WORK TO BE COMPLETED » Only a number is expected here: the count of lines in the data that contain "bool".

Collected data:
------------------------------------------------------------

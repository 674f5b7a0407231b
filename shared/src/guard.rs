// ============================================================================
// Reentrancy Guard
// ============================================================================
//
// In-process "is a pass already running" cell. A single compare-and-swap
// moves the cell from Idle to Running and hands out a PassPermit; dropping
// the permit (normal return, error, or unwinding) moves it back to Idle.
//
// ============================================================================

use chrono::{DateTime, TimeZone, Utc};
use std::sync::Arc;
use std::sync::atomic::{AtomicI64, AtomicU8, AtomicU64, Ordering};

const IDLE: u8 = 0;
const RUNNING: u8 = 1;

#[derive(Debug)]
struct GuardState {
    pass: AtomicU8,
    passes_started: AtomicU64,
    /// Unix millis of the last started pass, 0 when none
    last_started_ms: AtomicI64,
}

/// Cheap to clone; clones share the same cell
#[derive(Debug, Clone)]
pub struct ReentrancyGuard {
    state: Arc<GuardState>,
}

impl Default for ReentrancyGuard {
    fn default() -> Self {
        Self::new()
    }
}

impl ReentrancyGuard {
    pub fn new() -> Self {
        Self {
            state: Arc::new(GuardState {
                pass: AtomicU8::new(IDLE),
                passes_started: AtomicU64::new(0),
                last_started_ms: AtomicI64::new(0),
            }),
        }
    }

    /// Claim the cell; `None` when a pass is already running
    pub fn try_begin_pass(&self) -> Option<PassPermit> {
        self.state
            .pass
            .compare_exchange(IDLE, RUNNING, Ordering::AcqRel, Ordering::Acquire)
            .ok()?;

        self.state.passes_started.fetch_add(1, Ordering::Relaxed);
        self.state
            .last_started_ms
            .store(Utc::now().timestamp_millis(), Ordering::Relaxed);

        Some(PassPermit {
            state: self.state.clone(),
        })
    }

    pub fn is_running(&self) -> bool {
        self.state.pass.load(Ordering::Acquire) == RUNNING
    }

    pub fn passes_started(&self) -> u64 {
        self.state.passes_started.load(Ordering::Relaxed)
    }

    pub fn last_started(&self) -> Option<DateTime<Utc>> {
        match self.state.last_started_ms.load(Ordering::Relaxed) {
            0 => None,
            millis => Utc.timestamp_millis_opt(millis).single(),
        }
    }
}

/// Proof that the holder owns the running pass
#[derive(Debug)]
#[must_use = "the pass ends as soon as the permit is dropped"]
pub struct PassPermit {
    state: Arc<GuardState>,
}

impl Drop for PassPermit {
    fn drop(&mut self) {
        self.state.pass.store(IDLE, Ordering::Release);
    }
}
// ============================================================================
// Configuration Constants
// ============================================================================

// Scheduler
pub(crate) const DEFAULT_POLLING_FREQUENCY_SECS: u64 = 30;
pub(crate) const DEFAULT_LOCK_KEY: &str = "eventpull:ingestion-lock";
// Must outlive the longest expected pass; the lease self-expires after this
pub(crate) const DEFAULT_LOCK_TIMEOUT_SECS: u64 = 300;

// Lock store resilience
pub(crate) const DEFAULT_RETRY_COUNT: u32 = 3;
// Delay before retry n is base^n seconds (2, 4, 8 with the default)
pub(crate) const DEFAULT_RETRY_DELAY_BASE_SECS: f64 = 2.0;
pub(crate) const DEFAULT_CIRCUIT_FAILURE_THRESHOLD: f64 = 0.1;
pub(crate) const DEFAULT_CIRCUIT_SAMPLING_WINDOW_SECS: u64 = 15 * 60;
pub(crate) const DEFAULT_CIRCUIT_BREAK_DURATION_SECS: u64 = 5 * 60;
pub(crate) const DEFAULT_CIRCUIT_MINIMUM_THROUGHPUT: u32 = 100;
pub(crate) const DEFAULT_OPERATION_TIMEOUT_MS: u64 = 5000;

// Broker
pub(crate) const DEFAULT_EVENT_BATCH_SIZE: usize = 100;
pub(crate) const DEFAULT_MAX_WAIT_SECS: u64 = 10;
pub(crate) const DEFAULT_AMBIENT_TOKEN_ENV: &str = "BROKER_ACCESS_TOKEN";

// Logging
pub(crate) const DEFAULT_RUST_LOG: &str = "info";
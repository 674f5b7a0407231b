// ============================================================================
// Message handlers
// ============================================================================
//
// A handler processes one event and reports what should happen to its lock
// token. The same event may be delivered more than once (at-least-once), so
// handlers must be idempotent.
//
// ============================================================================

use async_trait::async_trait;
use eventpull_error::HandlerError;
use eventpull_types::{CloudEvent, OutcomeKind};
use futures::future::BoxFuture;
use tracing::info;

/// Handler verdict for one event
#[derive(Debug, Clone, Copy, PartialEq, Eq)]
pub enum HandlerOutcome {
    Success,
    /// Try again later; the token is released
    TransientFailure,
    /// Never deliver again; the token is rejected
    Rejected,
}

impl From<HandlerOutcome> for OutcomeKind {
    fn from(outcome: HandlerOutcome) -> Self {
        match outcome {
            HandlerOutcome::Success => OutcomeKind::Success,
            HandlerOutcome::TransientFailure => OutcomeKind::TransientFailure,
            HandlerOutcome::Rejected => OutcomeKind::Rejected,
        }
    }
}

#[async_trait]
pub trait MessageHandler: Send + Sync {
    async fn handle(&self, event: &CloudEvent) -> Result<HandlerOutcome, HandlerError>;
}

/// Logs every event and accepts it
#[derive(Debug, Clone, Copy, Default)]
pub struct LoggingHandler;

#[async_trait]
impl MessageHandler for LoggingHandler {
    async fn handle(&self, event: &CloudEvent) -> Result<HandlerOutcome, HandlerError> {
        info!(
            event_id = %event.id,
            event_type = %event.event_type,
            source = %event.source,
            "Ingested event"
        );
        Ok(HandlerOutcome::Success)
    }
}

type HandlerFn =
    dyn Fn(CloudEvent) -> BoxFuture<'static, Result<HandlerOutcome, HandlerError>> + Send + Sync;

/// Adapts an async closure into a MessageHandler
pub struct FnHandler {
    f: Box<HandlerFn>,
}

impl FnHandler {
    pub fn new<F, Fut>(f: F) -> Self
    where
        F: Fn(CloudEvent) -> Fut + Send + Sync + 'static,
        Fut: std::future::Future<Output = Result<HandlerOutcome, HandlerError>> + Send + 'static,
    {
        Self {
            f: Box::new(move |event| Box::pin(f(event))),
        }
    }
}

#[async_trait]
impl MessageHandler for FnHandler {
    async fn handle(&self, event: &CloudEvent) -> Result<HandlerOutcome, HandlerError> {
        (self.f)(event.clone()).await
    }
}
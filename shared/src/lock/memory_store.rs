// ============================================================================
// In-memory lock store
// ============================================================================
//
// Single-process stand-in for Redis: tests and LOCK_BACKEND=memory.
// Entries past their expiry count as absent.
//
// ============================================================================

use super::LockStore;
use async_trait::async_trait;
use eventpull_error::StoreError;
use std::collections::HashMap;
use std::sync::Arc;
use std::time::Duration;
use tokio::sync::Mutex;
use tokio::time::Instant;

#[derive(Debug)]
struct Entry {
    value: String,
    expires_at: Instant,
}

/// Clones share the same entries
#[derive(Debug, Clone, Default)]
pub struct InMemoryLockStore {
    entries: Arc<Mutex<HashMap<String, Entry>>>,
}

impl InMemoryLockStore {
    pub fn new() -> Self {
        Self::default()
    }

    /// Current holder of `key`, if the entry has not expired
    pub async fn get(&self, key: &str) -> Option<String> {
        let entries = self.entries.lock().await;
        entries
            .get(key)
            .filter(|entry| entry.expires_at > Instant::now())
            .map(|entry| entry.value.clone())
    }
}

#[async_trait]
impl LockStore for InMemoryLockStore {
    async fn set_if_absent(&self, key: &str, value: &str, ttl: Duration) -> Result<bool, StoreError> {
        let mut entries = self.entries.lock().await;
        let now = Instant::now();

        if let Some(entry) = entries.get(key) {
            if entry.expires_at > now {
                return Ok(false);
            }
        }

        entries.insert(
            key.to_string(),
            Entry {
                value: value.to_string(),
                expires_at: now + ttl,
            },
        );
        Ok(true)
    }

    async fn delete(&self, key: &str) -> Result<(), StoreError> {
        self.entries.lock().await.remove(key);
        Ok(())
    }
}

#[cfg(test)]
mod tests {
    use super::*;

    #[tokio::test]
    async fn test_set_if_absent_only_once() {
        let store = InMemoryLockStore::new();

        assert!(store.set_if_absent("lock", "a", Duration::from_secs(10)).await.unwrap());
        assert!(!store.set_if_absent("lock", "b", Duration::from_secs(10)).await.unwrap());
        assert_eq!(store.get("lock").await.as_deref(), Some("a"));

        store.delete("lock").await.unwrap();
        assert!(store.set_if_absent("lock", "b", Duration::from_secs(10)).await.unwrap());
    }

    #[tokio::test(start_paused = true)]
    async fn test_expired_entry_counts_as_absent() {
        let store = InMemoryLockStore::new();
        store.set_if_absent("lock", "a", Duration::from_secs(5)).await.unwrap();

        tokio::time::advance(Duration::from_secs(6)).await;

        assert!(store.get("lock").await.is_none());
        assert!(store.set_if_absent("lock", "b", Duration::from_secs(5)).await.unwrap());
    }

    #[tokio::test]
    async fn test_delete_missing_key_is_ok() {
        let store = InMemoryLockStore::new();
        assert!(store.delete("nothing").await.is_ok());
    }
}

------------------------------------------------------------

WRITTEN RESPONSE » 2